In symbiotic marine organisms, photosynthetic symbionts, such as the dinoflagellates from the genus Symbiodinium found in corals and giant clams, provide photosynthetically fixed carbon to their host, which contributes to their lipid composition (Burriesci et al., 2012; Hawkins and Klumpp, 1995; Ishikura et al., 1999; Johnston et al., 1995; Papina et al., 2003; Treignier et al., 2008). Some of these compounds, such as stearidonic acid (SDA), were shown to be biomarkers of the symbiont (Imbs and Yakovleva, 2012; Kneeland et al. 2013; Papina et al., 2003). Similarly, the host can contribute to the lipid content of its symbionts (Imbs et al., 2014). In corals, this relationship lends to distinct lipid composition, depending on numerous factors such as the species, the seasons, the depth of habitat, the amount of light, clades of Symbiodinium and other environmental factors [for review, see Imbs, (2013)]. Under thermal stress, both the coral host and its Symbiodinium contribute to the physiological response, changing their FA composition under bleaching conditions or short-term thermal stress. According to the HVA hypothesis, during periods of thermal stress, hard corals generally exhibit a decrease in total lipids in combination with a reduction in polyunsaturated fatty acids (PUFA) content (Bachok et al., 2006; Imbs and Yakovleva, 2012; Tolosa et al., 2011).

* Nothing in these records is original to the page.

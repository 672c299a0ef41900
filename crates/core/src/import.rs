//! Pure parsing logic for the delimited stock bulk-import format.
//!
//! The format is semicolon-separated text: a header line (discarded
//! unconditionally), then one `color;material_pct;quantity` row per line.
//! Parsing is all-or-nothing: any malformed row fails the whole file, so the
//! caller never persists a partially valid upload.

use std::collections::BTreeSet;

use serde::{Deserialize, Serialize};

use crate::error::CoreError;
use crate::validate::movement_violations;

/// Field separator within a row.
pub const FIELD_SEPARATOR: char = ';';

/// Every data row carries exactly `color`, `material_pct`, `quantity`.
pub const EXPECTED_FIELDS: usize = 3;

/// One validated data row from a bulk-import file.
#[derive(Debug, Clone, PartialEq, Eq, Serialize, Deserialize)]
pub struct StockRow {
    pub color: String,
    pub material_pct: i32,
    pub quantity: i32,
}

/// Parse a whole bulk-import file into validated rows.
///
/// The first line is treated as a header and skipped; blank lines are
/// ignored. Row-level problems are collected across the entire file as a
/// deduplicated, ordered set and returned together in one
/// [`CoreError::Malformed`].
///
/// Errors:
/// - [`CoreError::Validation`] for a zero-byte file.
/// - [`CoreError::Malformed`] for any field-count, parse, or constraint
///   violation, or for a file with no data rows after the header.
pub fn parse_stock_file(content: &str) -> Result<Vec<StockRow>, CoreError> {
    if content.is_empty() {
        return Err(CoreError::Validation("uploaded file is empty".to_string()));
    }

    let mut rows = Vec::new();
    let mut problems = BTreeSet::new();

    for line in content.lines().skip(1) {
        if line.trim().is_empty() {
            continue;
        }
        match parse_row(line) {
            Ok(row) => rows.push(row),
            Err(row_problems) => problems.extend(row_problems),
        }
    }

    if !problems.is_empty() {
        return Err(CoreError::Malformed(problems.into_iter().collect()));
    }
    if rows.is_empty() {
        return Err(CoreError::Malformed(vec![
            "file empty or contains no valid rows".to_string(),
        ]));
    }
    Ok(rows)
}

/// Parse and validate a single data row.
///
/// Returns every problem found on the row, not just the first.
fn parse_row(line: &str) -> Result<StockRow, Vec<String>> {
    let fields: Vec<&str> = line.split(FIELD_SEPARATOR).collect();
    if fields.len() != EXPECTED_FIELDS {
        return Err(vec![format!(
            "malformed row {fields:?}: expected {EXPECTED_FIELDS} fields, got {}",
            fields.len()
        )]);
    }

    let mut problems = Vec::new();

    let color = fields[0].to_string();
    let material_pct = match fields[1].trim().parse::<i32>() {
        Ok(pct) => Some(pct),
        Err(_) => {
            problems.push(format!(
                "material percentage is not a number: {:?}",
                fields[1]
            ));
            None
        }
    };
    let quantity = match fields[2].trim().parse::<i32>() {
        Ok(quantity) => Some(quantity),
        Err(_) => {
            problems.push(format!("quantity is not a number: {:?}", fields[2]));
            None
        }
    };

    if let (Some(material_pct), Some(quantity)) = (material_pct, quantity) {
        problems.extend(movement_violations(&color, material_pct, quantity));
        if problems.is_empty() {
            return Ok(StockRow {
                color,
                material_pct,
                quantity,
            });
        }
    }
    Err(problems)
}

However, other interactions between cellular pathways may occur, which also have the capacity to elicit membrane lipid remodelling, such as induced oxidative stress during thermal stress (An et al., 2010; Kraffe et al., 2007), as well as various factors including historical traits (Hazel, 1984; Van Dooremalen et al., 2011; Williams and Somero, 1996), daily variations in the environment (Pernet et al., 2007a), reproduction (Stanley, 2006; Stanley et al., 2009), age (van Dooremalen and Ellers, 2010) and diet (Haubert et al., 2004; Treignier et al., 2008, 2009). Moreover, due to the complexity of such numerous factors involved in lipid content remodelling, lipid compositions are species and/or tissue dependent (Hall et al., 2002; Hazel, 1984; Logue et al., 2000; Pernet et al., 2007b).
Tridacna maxima is one of the positive contributor organisms to coral reefs, serving as a shelter for many life forms, providing food to predators and scavengers, and supplying a significant amount of O2 to the environment (Neo et al., 2015). Interestingly, observations made after mass bleaching events (Andréfouët et al., 2013; Buck, 2002) have shown that the Symbiodinium symbiotic organism is more resistant than corals to heat stress, suggesting that these two symbiotic organisms have different acclimation capacities, and possibly even distinct HVA. As is the case for many marine organisms, this species is rich in a special class PFA (C20:3-n3, C20:4-n6, C22:4-n6) (Johnston et al., 1995; Mostafa and Khalil, 2014). Our study used a stress time-series to better understand how T. maxima's complex lipid content remodelling system responds to thermal stress and the mechanics behind this process. The aims of our study were (1) to determine, in situ, the lipid composition for T. maxima; (2) to determine the response of FA composition during thermal stress; together with (3) changes in the expression of genes involved in the lipid pathways and encoding antioxidant enzymes; and (4) to observe the cellular morphology of Symbiodinium when thermally stressed.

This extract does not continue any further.